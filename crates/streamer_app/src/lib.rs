//! HTTP surface for the playlist streamer: routes, settings and folder naming.
pub mod sanitize;
pub mod server;
pub mod settings;

pub use sanitize::sanitize_name;
pub use server::{router, AppState};
pub use settings::Settings;
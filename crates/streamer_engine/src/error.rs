use std::io;
use std::path::PathBuf;
use std::time::Duration;

use thiserror::Error;

#[derive(Debug, Error)]
pub enum ValidationError {
    #[error("playlist_url parameter required")]
    MissingSource,
    #[error("Playlist has {count} items; limit is {limit}.")]
    TooManyTracks { count: usize, limit: usize },
}

#[derive(Debug, Error)]
pub enum FetchError {
    #[error("could not start enumeration: {0}")]
    Spawn(#[source] io::Error),
    #[error("reading enumeration output failed: {0}")]
    Io(#[from] io::Error),
    #[error("enumeration exited with {status} and returned no items{}", detail_suffix(.detail))]
    Exited {
        status: String,
        detail: Option<String>,
    },
    #[error("No playlist items found.")]
    Empty,
    #[error("enumeration timed out after {}s", .0.as_secs())]
    TimedOut(Duration),
}

fn detail_suffix(detail: &Option<String>) -> String {
    detail
        .as_deref()
        .map(|detail| format!(": {detail}"))
        .unwrap_or_default()
}

#[derive(Debug, Error)]
pub enum SupervisorError {
    #[error("output directory {} is unusable: {reason}", .path.display())]
    OutputDir { path: PathBuf, reason: String },
    #[error("could not start downloader: {0}")]
    Spawn(#[source] io::Error),
    #[error("reading downloader output failed: {0}")]
    ReadFailed(#[source] io::Error),
    #[error("downloader terminated unexpectedly ({0})")]
    Crashed(String),
}

#[derive(Debug, Clone, Copy, PartialEq, Eq)]
pub enum TimeoutKind {
    Overall,
    Inactivity,
}

#[derive(Debug, Error)]
pub enum JobError {
    #[error(transparent)]
    Validation(#[from] ValidationError),
    #[error("Failed to fetch playlist: {0}")]
    Fetch(#[from] FetchError),
    #[error("Missing required binaries: {}", .0.join(", "))]
    ToolMissing(Vec<String>),
    #[error(transparent)]
    Supervisor(#[from] SupervisorError),
    #[error("{}", timeout_message(*.kind, *.after))]
    TimedOut { kind: TimeoutKind, after: Duration },
    #[error("Download cancelled")]
    Cancelled,
}

fn timeout_message(kind: TimeoutKind, after: Duration) -> String {
    match kind {
        TimeoutKind::Overall => "Download timed out".to_string(),
        TimeoutKind::Inactivity => format!(
            "No output from downloader for {}s; terminating",
            after.as_secs()
        ),
    }
}

impl JobError {
    /// Stable class label, used in logs and by tests.
    pub fn kind(&self) -> &'static str {
        match self {
            JobError::Validation(_) => "validation",
            JobError::Fetch(_) => "fetch",
            JobError::ToolMissing(_) => "tool_missing",
            JobError::Supervisor(SupervisorError::Crashed(_)) => "process",
            JobError::Supervisor(_) => "supervisor",
            JobError::TimedOut { .. } => "timeout",
            JobError::Cancelled => "cancelled",
        }
    }

    /// The `stream_end` message for a job that ended with this error.
    pub fn end_message(&self) -> &'static str {
        match self {
            JobError::TimedOut { .. } => "timeout",
            JobError::Cancelled => "cancelled",
            _ => "aborted",
        }
    }
}
//! Scoped ownership of an external tool process.
//!
//! A [`ProcessGuard`] is the only owner of its child. The child runs in its own
//! process group so termination also reaches helpers it spawned (ffmpeg). The
//! group is terminated on every exit path: explicitly through
//! [`ProcessGuard::shutdown`], or with SIGKILL when the guard is dropped while
//! the child is still running.

use std::io;
use std::process::{ExitStatus, Stdio};
use std::time::Duration;

use engine_logging::{engine_debug, engine_warn};
use tokio::io::{AsyncBufReadExt, AsyncRead, BufReader};
use tokio::process::{Child, Command};
use tokio::sync::mpsc;

/// One line of combined stdout/stderr output, or the read error that ended it.
pub type OutputLine = io::Result<String>;

/// Lines buffered between the reader task and the consumer. A child that
/// writes faster than it is consumed blocks on its pipe.
const LINE_BUFFER: usize = 256;

pub struct ProcessGuard {
    child: Option<Child>,
    pid: Option<u32>,
    label: &'static str,
}

impl ProcessGuard {
    /// Spawns `cmd` with stdout and stderr on one shared pipe, so lines arrive
    /// in the order the child wrote them. The channel closes at EOF.
    pub fn spawn(
        mut cmd: Command,
        label: &'static str,
    ) -> io::Result<(Self, mpsc::Receiver<OutputLine>)> {
        let (reader, writer) = io::pipe()?;
        cmd.stdin(Stdio::null())
            .stdout(writer.try_clone()?)
            .stderr(writer)
            .kill_on_drop(true);
        #[cfg(unix)]
        cmd.process_group(0);

        let spawned = cmd.spawn();
        // The command still holds the write ends; EOF only arrives once they
        // are closed here.
        drop(cmd);
        let child = spawned?;
        let pid = child.id();
        engine_debug!("Spawned {} (pid {:?})", label, pid);

        let (tx, rx) = mpsc::channel(LINE_BUFFER);
        spawn_line_reader(async_pipe(reader)?, tx);

        Ok((
            Self {
                child: Some(child),
                pid,
                label,
            },
            rx,
        ))
    }

    /// Waits up to `within` for the child to exit on its own.
    pub async fn wait_exit(&mut self, within: Duration) -> Option<ExitStatus> {
        let child = self.child.as_mut()?;
        match tokio::time::timeout(within, child.wait()).await {
            Ok(Ok(status)) => Some(status),
            Ok(Err(err)) => {
                engine_warn!("Error waiting for {}: {}", self.label, err);
                None
            }
            Err(_) => None,
        }
    }

    /// Terminates the child: SIGTERM to its group, then SIGKILL once `grace`
    /// has passed. Returns the exit status when one could be collected.
    pub async fn shutdown(mut self, grace: Duration) -> Option<ExitStatus> {
        let mut child = self.child.take()?;
        if let Ok(Some(status)) = child.try_wait() {
            return Some(status);
        }

        engine_debug!("Terminating {} (pid {:?})", self.label, self.pid);
        self.signal_group(GroupSignal::Terminate, &mut child);
        match tokio::time::timeout(grace, child.wait()).await {
            Ok(Ok(status)) => Some(status),
            Ok(Err(err)) => {
                engine_warn!("Error waiting for {}: {}", self.label, err);
                None
            }
            Err(_) => {
                engine_warn!(
                    "{} did not exit within {:?}; killing",
                    self.label,
                    grace
                );
                self.signal_group(GroupSignal::Kill, &mut child);
                let _ = child.kill().await;
                child.wait().await.ok()
            }
        }
    }

    fn signal_group(&self, signal: GroupSignal, child: &mut Child) {
        #[cfg(unix)]
        if let Some(pid) = self.pid {
            use nix::sys::signal::{killpg, Signal};
            use nix::unistd::Pid;

            let signal = match signal {
                GroupSignal::Terminate => Signal::SIGTERM,
                GroupSignal::Kill => Signal::SIGKILL,
            };
            if let Err(err) = killpg(Pid::from_raw(pid as i32), signal) {
                engine_debug!("killpg({}, {:?}) failed: {}", pid, signal, err);
            }
            return;
        }
        let _ = signal;
        let _ = child.start_kill();
    }
}

impl Drop for ProcessGuard {
    fn drop(&mut self) {
        let Some(mut child) = self.child.take() else {
            return;
        };
        if matches!(child.try_wait(), Ok(None)) {
            engine_warn!("{} still running at release; killing", self.label);
            self.signal_group(GroupSignal::Kill, &mut child);
            let _ = child.start_kill();
        }
    }
}

#[derive(Debug, Clone, Copy)]
enum GroupSignal {
    Terminate,
    Kill,
}

#[cfg(unix)]
fn async_pipe(reader: io::PipeReader) -> io::Result<tokio::net::unix::pipe::Receiver> {
    tokio::net::unix::pipe::Receiver::from_owned_fd(std::os::fd::OwnedFd::from(reader))
}

#[cfg(not(unix))]
fn async_pipe(reader: io::PipeReader) -> io::Result<tokio::fs::File> {
    use std::os::windows::io::OwnedHandle;
    Ok(tokio::fs::File::from_std(std::fs::File::from(
        OwnedHandle::from(reader),
    )))
}

fn spawn_line_reader<R>(stream: R, tx: mpsc::Sender<OutputLine>)
where
    R: AsyncRead + Unpin + Send + 'static,
{
    tokio::spawn(async move {
        let mut reader = BufReader::new(stream);
        let mut buf = Vec::new();
        loop {
            buf.clear();
            match reader.read_until(b'\n', &mut buf).await {
                Ok(0) => break,
                Ok(_) => {
                    let text = String::from_utf8_lossy(&buf);
                    // Carriage returns separate progress redraws within one line.
                    for segment in text.split(['\r', '\n']) {
                        if segment.trim().is_empty() {
                            continue;
                        }
                        if tx.send(Ok(segment.to_string())).await.is_err() {
                            return;
                        }
                    }
                }
                Err(err) => {
                    let _ = tx.send(Err(err)).await;
                    break;
                }
            }
        }
    });
}
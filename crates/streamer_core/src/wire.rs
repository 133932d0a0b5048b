use crate::Event;

/// Frames an event as a server-sent event: an `event:` line, one `data:` line
/// per payload line, then a blank line.
pub fn encode(event: &Event) -> Result<String, serde_json::Error> {
    let payload = serde_json::to_string(event)?;
    Ok(encode_frame(event.name(), &payload))
}

pub fn encode_frame(name: &str, payload: &str) -> String {
    let mut frame = String::with_capacity(name.len() + payload.len() + 16);
    frame.push_str("event: ");
    frame.push_str(name);
    frame.push('\n');
    for line in payload.lines() {
        frame.push_str("data: ");
        frame.push_str(line);
        frame.push('\n');
    }
    frame.push('\n');
    frame
}
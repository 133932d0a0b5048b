use std::path::PathBuf;

use engine_logging::{engine_error, engine_info, engine_warn};
use streamer_core::{update, Event, Msg, TrackBoard};
use tokio_util::sync::CancellationToken;

use crate::fetch::{ExtractorFetcher, FetchSettings, PlaylistFetcher};
use crate::supervisor::DownloadSupervisor;
use crate::tools::resolve_toolchain;
use crate::{EngineConfig, EventSink, JobError, ValidationError};

/// One playlist download request.
#[derive(Debug, Clone, PartialEq, Eq)]
pub struct JobRequest {
    pub source: Option<String>,
    pub target_dir: PathBuf,
}

/// Summary of a finished job, for logging and tests.
#[derive(Debug, Clone, PartialEq, Eq)]
pub struct JobReport {
    pub total: usize,
    pub completed: usize,
    pub failed: usize,
    /// Class of the error that ended the job early, if any.
    pub error_kind: Option<&'static str>,
    pub end_message: &'static str,
}

/// Runs a job end to end. Always emits exactly one `stream_end`, as the last
/// event, whatever happens along the way.
pub async fn run_job(
    config: &EngineConfig,
    request: &JobRequest,
    sink: &dyn EventSink,
    cancel: &CancellationToken,
) -> JobReport {
    let report = match prepare_and_download(config, request, sink, cancel).await {
        Err(err) => {
            engine_warn!("Job aborted before download ({}): {}", err.kind(), err);
            sink.emit(Event::error(err.to_string()));
            JobReport {
                total: 0,
                completed: 0,
                failed: 0,
                error_kind: Some(err.kind()),
                end_message: err.end_message(),
            }
        }
        Ok((board, phase_error)) => finish(board, phase_error, sink),
    };
    sink.emit(Event::stream_end(report.end_message));
    report
}

async fn prepare_and_download(
    config: &EngineConfig,
    request: &JobRequest,
    sink: &dyn EventSink,
    cancel: &CancellationToken,
) -> Result<(TrackBoard, Option<JobError>), JobError> {
    let source = validate_source(request.source.as_deref())?;
    let toolchain = resolve_toolchain(config)?;

    sink.emit(Event::status("Fetching playlist details..."));
    let fetcher = ExtractorFetcher::new(toolchain.extractor.clone(), FetchSettings::from(config));
    let tracks = fetcher.fetch(&source, cancel).await?;

    let total = tracks.len();
    sink.emit(Event::InitialSongList {
        songs: tracks.clone(),
    });
    sink.emit(Event::status(format!("Starting download of {total} items...")));

    let supervisor = DownloadSupervisor::new(&toolchain, config);
    let board = TrackBoard::new(tracks);
    Ok(supervisor
        .run(&source, &request.target_dir, board, sink, cancel)
        .await)
}

fn finish(board: TrackBoard, phase_error: Option<JobError>, sink: &dyn EventSink) -> JobReport {
    if let Some(err) = &phase_error {
        engine_error!("Download phase ended early ({}): {}", err.kind(), err);
        sink.emit(Event::error(err.to_string()));
    }

    let (board, events) = update(board, Msg::OutputEnded);
    for event in events {
        sink.emit(event);
    }
    if phase_error.is_none() {
        sink.emit(Event::status("Download finished."));
    }

    engine_info!(
        "Job finished: {} completed, {} failed of {}",
        board.completed(),
        board.failed(),
        board.total()
    );
    JobReport {
        total: board.total(),
        completed: board.completed(),
        failed: board.failed(),
        error_kind: phase_error.as_ref().map(JobError::kind),
        end_message: phase_error
            .as_ref()
            .map(JobError::end_message)
            .unwrap_or("done"),
    }
}

/// Trims the source reference. Anything non-empty is handed to the extractor
/// after an end-of-options marker, so it is never read as a flag.
pub fn validate_source(source: Option<&str>) -> Result<String, ValidationError> {
    source
        .map(str::trim)
        .filter(|source| !source.is_empty())
        .map(str::to_string)
        .ok_or(ValidationError::MissingSource)
}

What you will do ->
In the material above, find every line that has the string "killing" and pull those lines out.

Answer to this problem ->
                    "{} did not exit within {:?}; killing",
            engine_warn!("{} still running at release; killing", self.label);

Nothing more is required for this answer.